# Racing Stripes and an egg plant sack (Fun with Melanotan 2)



## No1uknw (May 30, 2014)

Well after having some moles removed a while back I've started my Melanotan 2 (up to 20mg so far). So I was trying to simply lotion up my manhood with some SPF 50 and hit the tanning bed. Well that doesn't appear to be sufficient as my sack is a little purplish now. So I doubled up a black sock ankle sock on itself and stuff the goods in there now. Further the tanning bed I have been using has two bad bulbs so I have some nice Camaro racing stripes down my back and buttock. Also laying on the bed I simply don't have enough room and I have some spots where my skin pinches together and I have white spots like where my chest and armpits meet and the bottom of my ass cheeks. I'm going to hit up a regular tanning salon with an upright tanning booth for a one month pass while I wait for the machines at the gym to get fixed then between hitting them and just being outside in the summer I should be fine. I'll probably purchase a prepaid amount of uses for the upright booth in the winter after summer ends. All in all this shit is working wonders everyone is noticing at work. Just a slight learning curve with the tanning beds.


----------



## TheLupinator (May 30, 2014)

That's fuccking weird, bro


----------



## TheLupinator (May 30, 2014)

No1uknw said:


> I've started my Melanotan 2 (up to 20mg so far).
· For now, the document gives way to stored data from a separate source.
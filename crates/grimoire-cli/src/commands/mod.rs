//! CLI command definitions and dispatch.

pub mod character;
pub mod folder;
pub mod migrate;

use std::sync::Arc;

use clap::{Parser, Subcommand};
use sqlx::PgPool;

use crate::output::OutputFormat;
use grimoire_core::config::AppConfig;
use grimoire_core::error::AppError;
use grimoire_database::DatabasePool;
use grimoire_database::repositories::{
    PgCharacterRepository, PgFolderRepository, PgSpellRepository,
};
use grimoire_service::{FolderService, RelationshipService, TreeService};

/// Grimoire spell catalog manager
#[derive(Debug, Parser)]
#[command(name = "grimoire", version, about, long_about = None)]
pub struct Cli {
    /// Path to configuration file
    #[arg(short, long, default_value = "config/default.toml")]
    pub config: String,

    /// Load `config/default` layered with `config/{ENV}` instead of `--config`
    #[arg(short, long, conflicts_with = "config")]
    pub env: Option<String>,

    /// Output format
    #[arg(short, long, value_enum, default_value = "table")]
    pub format: OutputFormat,

    /// Subcommand to execute
    #[command(subcommand)]
    pub command: Commands,
}

/// Top-level commands
#[derive(Debug, Subcommand)]
pub enum Commands {
    /// Database migration management
    Migrate(migrate::MigrateArgs),
    /// Folder management
    Folder(folder::FolderArgs),
    /// Character spell management
    Character(character::CharacterArgs),
}

impl Cli {
    /// Load the configuration selected by `--env` or `--config`
    pub fn load_config(&self) -> Result<AppConfig, AppError> {
        match &self.env {
            Some(env) => AppConfig::load(env),
            None => AppConfig::load_file(&self.config),
        }
    }

    /// Execute the CLI command
    pub async fn execute(&self, config: &AppConfig) -> Result<(), AppError> {
        let pool = DatabasePool::connect(&config.database).await?;

        let result = match &self.command {
            Commands::Migrate(args) => migrate::execute(args, pool.pool()).await,
            Commands::Folder(args) => {
                folder::execute(args, &Catalog::new(pool.pool().clone()), self.format).await
            }
            Commands::Character(args) => {
                character::execute(args, &Catalog::new(pool.pool().clone()), self.format).await
            }
        };

        pool.close().await;
        result
    }
}

/// Services wired to PostgreSQL repositories.
pub struct Catalog {
    /// Folder hierarchy operations.
    pub folders: FolderService,
    /// Tree views and path resolution.
    pub trees: TreeService,
    /// Character spell relationships.
    pub relationships: RelationshipService,
}

impl Catalog {
    /// Build every service over one pool.
    pub fn new(pool: PgPool) -> Self {
        let folder_repo = Arc::new(PgFolderRepository::new(pool.clone()));
        let spell_repo = Arc::new(PgSpellRepository::new(pool.clone()));
        let character_repo = Arc::new(PgCharacterRepository::new(pool));

        Self {
            folders: FolderService::new(folder_repo.clone(), spell_repo.clone()),
            trees: TreeService::new(folder_repo, spell_repo.clone()),
            relationships: RelationshipService::new(character_repo, spell_repo),
        }
    }
}

#[cfg(test)]
mod tests {
    use super::*;

    #[test]
    fn test_env_and_config_are_exclusive() {
        let cli = Cli::try_parse_from(["grimoire", "--env", "staging", "migrate", "run"])
            .expect("env alone should parse");
        assert_eq!(cli.env.as_deref(), Some("staging"));
        assert_eq!(cli.config, "config/default.toml");

        let err = Cli::try_parse_from([
            "grimoire", "--env", "staging", "--config", "other.toml", "migrate", "run",
        ]);
        assert!(err.is_err());
    }
}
20mg? I hope that's total bc you shouldn't need to pin over 100mcg (0.1mg) in one shot...


----------



## No1uknw (May 30, 2014)

Yes total I loaded the first 10mg starting and .25mg then upping to .25mg x 2 till I finished that bottle. On the second bottle I've switched to .50mg x 2 and have even done 1mg in one shot for a few shots. No flushing for me but did get some pretty stiff boners when I wasn't even aroused.


----------



## RowdyBrad (May 31, 2014)

You gonna be called midnight bro


----------



## No1uknw (Jun 18, 2014)

I have to say after purchasing a months unlimited tanning at a real tanning salon and hitting the upright booth I've balanced everything out. Legs did come along a little slower though but things are very even now. I alternated between the upright and regular bed (much wider then the one at the gym) at the salon and covered my face to catch the legs up. I had to purchase some baby tear free sunscreen for my face while at work because it was tanning a little quicker at first due to normal sunlight exposure. I used 4 bottles to get to where I am now and I've got 6 unused bottles sitting in my fridge for maintenance  so I should be able to stay golden brown for quite awhile. All in all this shit is a game changer I could never get as dark as I am now naturally and I'm pretty damn happy with the tan I have achieved.


----------